Return, word for word, only the lines of the data below that lie between the line with "committing both timestamps" and the line with "and input are", those two lines included.

ENTRIES PROVIDED below:

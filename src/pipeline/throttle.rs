//! Enrichment throttle.
//!
//! Two gates guard every live enrichment: a global minimum spacing across
//! all symbols and a per-symbol minimum spacing. The global gate is checked
//! first. Timestamps are committed only when both pass, so a rejected tick
//! leaves the throttle exactly as it was.

use std::collections::HashMap;
use std::time::Duration;
use tokio::time::Instant;

/// Which gate rejected a tick.
#[derive(Debug, Clone, Copy, PartialEq, Eq)]
pub enum ThrottleGate {
    Global,
    Symbol,
}

#[derive(Debug, Clone)]
pub struct Throttle {
    global_cooldown: Duration,
    symbol_cooldown: Duration,
    last_global: Option<Instant>,
    last_by_symbol: HashMap<String, Instant>,
}

impl Throttle {
    pub fn new(global_cooldown: Duration, symbol_cooldown: Duration) -> Self {
        Self {
            global_cooldown,
            symbol_cooldown,
            last_global: None,
            last_by_symbol: HashMap::new(),
        }
    }

    /// Admit an enrichment for `symbol` at `now`, committing both timestamps
    /// on success.
    pub fn try_acquire(&mut self, symbol: &str, now: Instant) -> Result<(), ThrottleGate> {
        if let Some(last) = self.last_global {
            if now.saturating_duration_since(last) < self.global_cooldown {
                return Err(ThrottleGate::Global);
            }
        }
        if let Some(last) = self.last_by_symbol.get(symbol) {
            if now.saturating_duration_since(*last) < self.symbol_cooldown {
                return Err(ThrottleGate::Symbol);
            }
        }

        self.last_global = Some(now);
        self.last_by_symbol.insert(symbol.to_string(), now);
        Ok(())
    }
}
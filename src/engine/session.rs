//! A single lane-runner session and its async runner.
//!
//! `GameSession` owns the `GameState`, the active settings and the RNG.
//! `spawn_session` drives it from one task: a frame interval and an input
//! channel are multiplexed with `select!`, so frame steps and input are
//! applied one at a time and every frame is published on a watch channel.
//! The news desk is the only other timer; it is started and aborted when
//! the mode or pause flag changes, never re-armed per frame.

use rand::rngs::StdRng;
use rand::SeedableRng;
use std::sync::Arc;
use std::time::Duration;
use tokio::sync::{mpsc, watch};
use tokio::task::JoinHandle;
use tracing::{debug, info};

use super::geometry::Perspective;
use super::news::NewsDesk;
use super::state::{GameState, NewsItem, RideChange};
use crate::llm::ContentGenerator;
use crate::types::{GameConfig, GameError, GameMode, GameSettings};

const COMMAND_BUFFER: usize = 64;

/// Input accepted by a running session.
#[derive(Debug)]
pub enum SessionCommand {
    SwitchLane(usize),
    /// Screen click at x, hit-tested at the player's depth.
    Click(f64),
    ToggleAutopilot,
    UpdateSettings { stop_pct: f64, min_momentum: f64 },
    SetMode(GameMode),
    ExitRide,
    Restart,
    ApplyNews(NewsItem),
    Pause,
    Resume,
    Shutdown,
}

// ---------------------------------------------------------------------------
// Session
// ---------------------------------------------------------------------------

pub struct GameSession {
    config: GameConfig,
    settings: GameSettings,
    state: GameState,
    autopilot: bool,
    mode: GameMode,
    paused: bool,
    perspective: Perspective,
    rng: StdRng,
}

impl GameSession {
    pub fn new(config: GameConfig, mode: GameMode, autopilot: bool) -> Self {
        Self::with_rng(config, mode, autopilot, StdRng::from_entropy())
    }

    /// Session with an injected RNG, for reproducible runs.
    pub fn with_rng(config: GameConfig, mode: GameMode, autopilot: bool, mut rng: StdRng) -> Self {
        let settings = config.settings.clone();
        let state = GameState::new(&settings, &mut rng);
        Self {
            config,
            settings,
            state,
            autopilot,
            mode,
            paused: false,
            perspective: Perspective::default(),
            rng,
        }
    }

    /// Advance one frame unless paused.
    pub fn tick(&mut self) -> Option<RideChange> {
        if self.paused {
            return None;
        }
        let change = self.state.step(&self.settings, self.autopilot, &mut self.rng);
        match &change {
            Some(RideChange::Entered { symbol, entry_score }) => {
                info!(symbol, entry_score, "Ride started");
            }
            Some(RideChange::StoppedOut { symbol, loss }) => {
                info!(symbol, loss, score = self.state.score, "Stop-loss hit");
            }
            None => {}
        }
        change
    }

    /// Steer to `lane` right away. Manual steering disengages autopilot.
    pub fn switch_lane(&mut self, lane: usize) -> Result<(), GameError> {
        self.state.set_target_lane(lane)?;
        self.autopilot = false;
        Ok(())
    }

    /// Hit-test a click and steer to the lane under it, if any.
    pub fn click(&mut self, x: f64) -> Option<usize> {
        let lane = self.perspective.lane_at_player(x)?;
        self.switch_lane(lane).ok()?;
        Some(lane)
    }

    pub fn toggle_autopilot(&mut self) -> bool {
        self.autopilot = !self.autopilot;
        self.autopilot
    }

    pub fn update_settings(&mut self, stop_pct: f64, min_momentum: f64) {
        self.settings.stop_pct = stop_pct;
        self.settings.min_momentum = min_momentum;
        debug!(stop_pct, min_momentum, "Settings updated");
    }

    /// Leaving news mode clears the news log.
    pub fn set_mode(&mut self, mode: GameMode) {
        if mode == GameMode::MomentumOnly {
            self.state.clear_news();
        }
        self.mode = mode;
    }

    pub fn exit_ride(&mut self) -> Option<f64> {
        let pnl = self.state.exit_ride()?;
        info!(pnl, score = self.state.score, "Ride exited");
        Some(pnl)
    }

    /// Fresh state under the current settings. Settings changed during
    /// play (stop-loss, minimum momentum) carry over.
    pub fn restart(&mut self) {
        self.state = GameState::new(&self.settings, &mut self.rng);
        self.paused = false;
        info!(config = %self.config.id, "Session restarted");
    }

    /// Apply a news item, stamped with the current frame.
    /// Ignored outside news mode, so a late item cannot land after a mode switch.
    pub fn apply_news(&mut self, mut item: NewsItem) {
        if self.mode != GameMode::MomentumNews {
            debug!(headline = %item.headline, "News dropped outside news mode");
            return;
        }
        item.game_time = self.state.game_time;
        self.state.apply_news(item);
    }

    pub fn pause(&mut self) {
        self.paused = true;
    }

    pub fn resume(&mut self) {
        self.paused = false;
    }

    // -- Accessors -------------------------------------------------------

    pub fn state(&self) -> &GameState {
        &self.state
    }

    pub fn settings(&self) -> &GameSettings {
        &self.settings
    }

    pub fn mode(&self) -> GameMode {
        self.mode
    }

    pub fn autopilot(&self) -> bool {
        self.autopilot
    }

    pub fn is_paused(&self) -> bool {
        self.paused
    }

    /// Whether the news desk should be running right now.
    fn wants_news(&self) -> bool {
        self.mode == GameMode::MomentumNews && !self.paused
    }

    /// Returns false when the runner should stop.
    fn apply(&mut self, command: SessionCommand) -> bool {
        match command {
            SessionCommand::SwitchLane(lane) => {
                if let Err(e) = self.switch_lane(lane) {
                    debug!(error = %e, "Lane switch rejected");
                }
            }
            SessionCommand::Click(x) => {
                self.click(x);
            }
            SessionCommand::ToggleAutopilot => {
                self.toggle_autopilot();
            }
            SessionCommand::UpdateSettings {
                stop_pct,
                min_momentum,
            } => self.update_settings(stop_pct, min_momentum),
            SessionCommand::SetMode(mode) => self.set_mode(mode),
            SessionCommand::ExitRide => {
                self.exit_ride();
            }
            SessionCommand::Restart => self.restart(),
            SessionCommand::ApplyNews(item) => self.apply_news(item),
            SessionCommand::Pause => self.pause(),
            SessionCommand::Resume => self.resume(),
            SessionCommand::Shutdown => return false,
        }
        true
    }
}

// ---------------------------------------------------------------------------
// Runner
// ---------------------------------------------------------------------------

/// Handles to a running session task.
pub struct SessionHandle {
    pub commands: mpsc::Sender<SessionCommand>,
    pub state: watch::Receiver<GameState>,
    pub task: JoinHandle<()>,
}

/// Run `session` on its own task at `frame_rate_hz`.
pub fn spawn_session(
    session: GameSession,
    generator: Arc<dyn ContentGenerator>,
    frame_rate_hz: u32,
) -> SessionHandle {
    let (cmd_tx, cmd_rx) = mpsc::channel(COMMAND_BUFFER);
    let (state_tx, state_rx) = watch::channel(session.state().clone());
    // Weak, so dropping every handle closes the inbox and ends the runner.
    let desk_tx = cmd_tx.downgrade();

    let task = tokio::spawn(run(session, generator, frame_rate_hz, cmd_rx, desk_tx, state_tx));

    SessionHandle {
        commands: cmd_tx,
        state: state_rx,
        task,
    }
}

async fn run(
    mut session: GameSession,
    generator: Arc<dyn ContentGenerator>,
    frame_rate_hz: u32,
    mut commands: mpsc::Receiver<SessionCommand>,
    desk_tx: mpsc::WeakSender<SessionCommand>,
    state_tx: watch::Sender<GameState>,
) {
    let period = Duration::from_secs_f64(1.0 / frame_rate_hz.max(1) as f64);
    let mut frames = tokio::time::interval(period);
    frames.set_missed_tick_behavior(tokio::time::MissedTickBehavior::Skip);

    let mut news: Option<JoinHandle<()>> = None;
    sync_news(&session, &generator, &desk_tx, &mut news);

    info!(config = %session.config.id, frame_rate_hz, mode = ?session.mode(), "Session running");

    loop {
        tokio::select! {
            _ = frames.tick() => {
                if session.is_paused() {
                    continue;
                }
                session.tick();
                state_tx.send_replace(session.state().clone());
            }
            command = commands.recv() => {
                let Some(command) = command else {
                    debug!("Every session handle dropped");
                    break;
                };
                if !session.apply(command) {
                    break;
                }
                sync_news(&session, &generator, &desk_tx, &mut news);
                state_tx.send_replace(session.state().clone());
            }
        }
    }

    if let Some(handle) = news.take() {
        handle.abort();
    }
    info!(score = session.state().score, frames = session.state().game_time, "Session stopped");
}

/// Start or abort the news desk to match the session's mode and pause flag.
fn sync_news(
    session: &GameSession,
    generator: &Arc<dyn ContentGenerator>,
    desk_tx: &mpsc::WeakSender<SessionCommand>,
    news: &mut Option<JoinHandle<()>>,
) {
    match (session.wants_news(), news.is_some()) {
        (true, false) => {
            let desk = NewsDesk::new(generator.clone(), session.settings.allowed_assets.resolve());
            *news = Some(desk.spawn(desk_tx.clone()));
        }
        (false, true) => {
            if let Some(handle) = news.take() {
                handle.abort();
                debug!("News desk stopped");
            }
        }
        _ => {}
    }
}

// ---------------------------------------------------------------------------
// Tests
// ---------------------------------------------------------------------------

End of ENTRIES PROVIDED.

- [ANSWER TO THE PROBLEM]:
    /// Admit an enrichment for `symbol` at `now`, committing both timestamps
    /// on success.
    pub fn try_acquire(&mut self, symbol: &str, now: Instant) -> Result<(), ThrottleGate> {
        if let Some(last) = self.last_global {
            if now.saturating_duration_since(last) < self.global_cooldown {
                return Err(ThrottleGate::Global);
            }
        }
        if let Some(last) = self.last_by_symbol.get(symbol) {
            if now.saturating_duration_since(*last) < self.symbol_cooldown {
                return Err(ThrottleGate::Symbol);
            }
        }

        self.last_global = Some(now);
        self.last_by_symbol.insert(symbol.to_string(), now);
        Ok(())
    }
}
filename src/engine/session.rs
//! A single lane-runner session and its async runner.
//!
//! `GameSession` owns the `GameState`, the active settings and the RNG.
//! `spawn_session` drives it from one task: a frame interval and an input
//! channel are multiplexed with `select!`, so frame steps and input are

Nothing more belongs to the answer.